§ Exercise requirements: What follows is a set of records; repeat all of them exactly.

§ Material provided:
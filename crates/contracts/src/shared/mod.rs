pub mod diagnostics;
pub mod logger;
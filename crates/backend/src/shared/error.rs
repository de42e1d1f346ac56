use axum::http::StatusCode;
use axum::response::{IntoResponse, Response};
use axum::Json;
use contracts::system::routes::{IssueKind, RouteValidation};
use thiserror::Error;

/// Application-level error type that maps to HTTP responses
#[derive(Debug, Error)]
pub enum AppError {
    #[error("not found: {0}")]
    NotFound(String),

    #[error("unauthorized: {0}")]
    Unauthorized(String),

    #[error("forbidden: {0}")]
    Forbidden(String),

    #[error("validation error: {0}")]
    Validation(String),

    #[error("internal error: {0}")]
    Internal(String),
}

impl AppError {
    /// Denial for a failed route validation.
    ///
    /// The most fundamental issue decides the status: a missing route beats
    /// missing credentials, which beat a role mismatch. Defects of the route
    /// table itself are server errors.
    pub fn from_denial(validation: &RouteValidation) -> Self {
        let message = validation.errors().join("; ");

        if validation.has(IssueKind::RouteNotFound) {
            AppError::NotFound(message)
        } else if validation.has(IssueKind::AuthenticationRequired) {
            AppError::Unauthorized(message)
        } else if validation.has(IssueKind::InsufficientRole) {
            AppError::Forbidden(message)
        } else {
            AppError::Internal(message)
        }
    }

    pub fn status(&self) -> StatusCode {
        match self {
            AppError::NotFound(_) => StatusCode::NOT_FOUND,
            AppError::Unauthorized(_) => StatusCode::UNAUTHORIZED,
            AppError::Forbidden(_) => StatusCode::FORBIDDEN,
            AppError::Validation(_) => StatusCode::UNPROCESSABLE_ENTITY,
            AppError::Internal(_) => StatusCode::INTERNAL_SERVER_ERROR,
        }
    }
}

impl IntoResponse for AppError {
    fn into_response(self) -> Response {
        let status = self.status();
        let body = serde_json::json!({
            "error": {
                "code": status.as_u16(),
                "message": self.to_string(),
            }
        });
        (status, Json(body)).into_response()
    }
}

§ Result below:
filename crates/contracts/src/shared/mod.rs
pub mod diagnostics;
pub mod logger;
filename crates/backend/src/shared/error.rs
repository de42e1d1f346ac56
use axum::http::StatusCode;
use axum::response::{IntoResponse, Response};
use axum::Json;
use contracts::system::routes::{IssueKind, RouteValidation};
use thiserror::Error;

/// Application-level error type that maps to HTTP responses
#[derive(Debug, Error)]
pub enum AppError {
    #[error("not found: {0}")]
    NotFound(String),

    #[error("unauthorized: {0}")]
    Unauthorized(String),

    #[error("forbidden: {0}")]
    Forbidden(String),

    #[error("validation error: {0}")]
    Validation(String),

    #[error("internal error: {0}")]
    Internal(String),
}

impl AppError {
    /// Denial for a failed route validation.
    ///
    /// The most fundamental issue decides the status: a missing route beats
    /// missing credentials, which beat a role mismatch. Defects of the route
    /// table itself are server errors.
    pub fn from_denial(validation: &RouteValidation) -> Self {
        let message = validation.errors().join("; ");

        if validation.has(IssueKind::RouteNotFound) {
            AppError::NotFound(message)
        } else if validation.has(IssueKind::AuthenticationRequired) {
            AppError::Unauthorized(message)
        } else if validation.has(IssueKind::InsufficientRole) {
            AppError::Forbidden(message)
        } else {
            AppError::Internal(message)
        }
    }

    pub fn status(&self) -> StatusCode {
        match self {
            AppError::NotFound(_) => StatusCode::NOT_FOUND,
            AppError::Unauthorized(_) => StatusCode::UNAUTHORIZED,
            AppError::Forbidden(_) => StatusCode::FORBIDDEN,
            AppError::Validation(_) => StatusCode::UNPROCESSABLE_ENTITY,
            AppError::Internal(_) => StatusCode::INTERNAL_SERVER_ERROR,
        }
    }
}

impl IntoResponse for AppError {
    fn into_response(self) -> Response {
        let status = self.status();
        let body = serde_json::json!({
            "error": {
                "code": status.as_u16(),
                "message": self.to_string(),
            }
        });
        (status, Json(body)).into_response()
    }
}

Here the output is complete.